As with many other ant species, O. longinoda started their mating flights first; by aggregations of males around nest openings, followed by aggregations of queens soon after. Following aggregations, sexuals took off from the nests but the actual mating was not observed in this study. Males aggregated both in mornings and in evenings, but they only flew in the evenings, where aggregations were also more pronounced. It is puzzling that males aggregated but never flew in the morning. We hypothesise that evening flights are a trait derived from original morning flights and that morning aggregations are a relic from this earlier behavior. The closely related O. smaragdina fly at sunrise (Peng et al. 2013).

We found that on days with big flights, durations of aggregations were longer, but the durations for taking off of sexuals from the nests were shorter. As more traffic of sexuals is needed on days with big flights, aggregations may last longer. The take off period, on the other hand, may be shorter as the stimuli may be strong on such days. This effect may further be reinforced if already dispersing sexuals use pheromone calls to stimulate more individuals to join the flight, as this would further shorten hesitation time.

The aggregation behavior displayed by sexuals on the nests may also inform ant collectors about the probability of a flight. If more than usual number of males or queens aggregate on nest surfaces in the evening, then a flight is likely to take place, and therefore queens should be collected during the night or the next morning.

The present study showed that periods within the mating season with less sunshine and high relative humidity increased the probability of mating flight to take place. As also observed among other ant species, weather parameters were associated with flight events (Staab and Kleineidam 2014). Days before, with, and after flights were all associated with high humidity, which may be adaptive for founding queens as they and their initial brood are in the early phase of colony founding, fully exposed to the environment and may suffer desiccation. Not until the first larvae reach the last instar can they produce the silk needed to construct a nest that can protect the founding colony against desiccation (Hölldobler 1983). Thus, incipient colonies are especially prone to desiccation in the period immediately following the mating flight. This is also supported by lower sunshine hours in flight day, higher cloud cover and lower sunshine hours found on days following a flight. It was observed that if wind increased during male aggregations, the workers started to escort males back into the nests. The low wind speed on days with flights may also be adaptive, as the sexuals may not be strong fliers and may need calm conditions if males use pheromones to call the queens as seen in other species (Peeters and Molet 2010).

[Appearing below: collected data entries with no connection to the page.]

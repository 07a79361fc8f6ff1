//! Configuration sources added on top of the defaults.

/// Environment variable source: MD5DB__* prefix with __ separator
pub mod environment {
    use config::builder::DefaultState;
    use config::{ConfigBuilder, ConfigError, Environment};

    /// Add environment variable overlay to builder.
    /// `MD5DB__QUERY__LIMIT=5` sets `query.limit`.
    pub fn add_to_builder(
        builder: ConfigBuilder<DefaultState>,
    ) -> Result<ConfigBuilder<DefaultState>, ConfigError> {
        Ok(builder.add_source(
            Environment::with_prefix("MD5DB")
                .prefix_separator("__")
                .separator("__")
                .try_parsing(true),
        ))
    }
}

/// Global config file under the platform config directory.
pub mod global_file {
    use crate::config::paths;
    use config::builder::DefaultState;
    use config::{ConfigBuilder, ConfigError, File};

    /// Add the global config file when the platform config directory is
    /// known. The file is optional.
    pub fn add_to_builder(
        builder: ConfigBuilder<DefaultState>,
    ) -> Result<ConfigBuilder<DefaultState>, ConfigError> {
        match paths::config_file() {
            Some(path) => Ok(builder.add_source(File::from(path).required(false))),
            None => Ok(builder),
        }
    }
}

In the present study, flights were not correlated with air pressure or rain. This is in contrast to O. smaragdina, where flights were highly associated with days with high air pressure and no rain (Nielsen et al. unpublished data). However, the two species fly at different times of the day, with different weather parameters.

Interestingly, flights were also associated with full moon periods. In contrast to O. smaragdina, O. longinoda fly in the evenings. Thus, the newly mated queens must search for suitable nesting sites during the night, probably with the aid of moonlight, explaining why flights are related to full moon phases. In another study, Oecophylla ants showed profound visual orientation (Dejean 1990). The association between flight and full moon must, however, be taken with caution as the observed flights only covered a total of five full moon phases in the two seasons. As such, more observations covering more moon phases would be required for a more robust statistical analysis.

Combining the information given above may provide ant queen collectors with a tool to fine-tune their forecasts of mating flights for a more or less precise timing hence more efficient and effective collections. This will save time and costs, resulting in a cheaper production of O. longinoda colonies. This again may facilitate the implementation of the use of weaver ants in biocontrol programs and protein production (Offenberg 2011, 2015).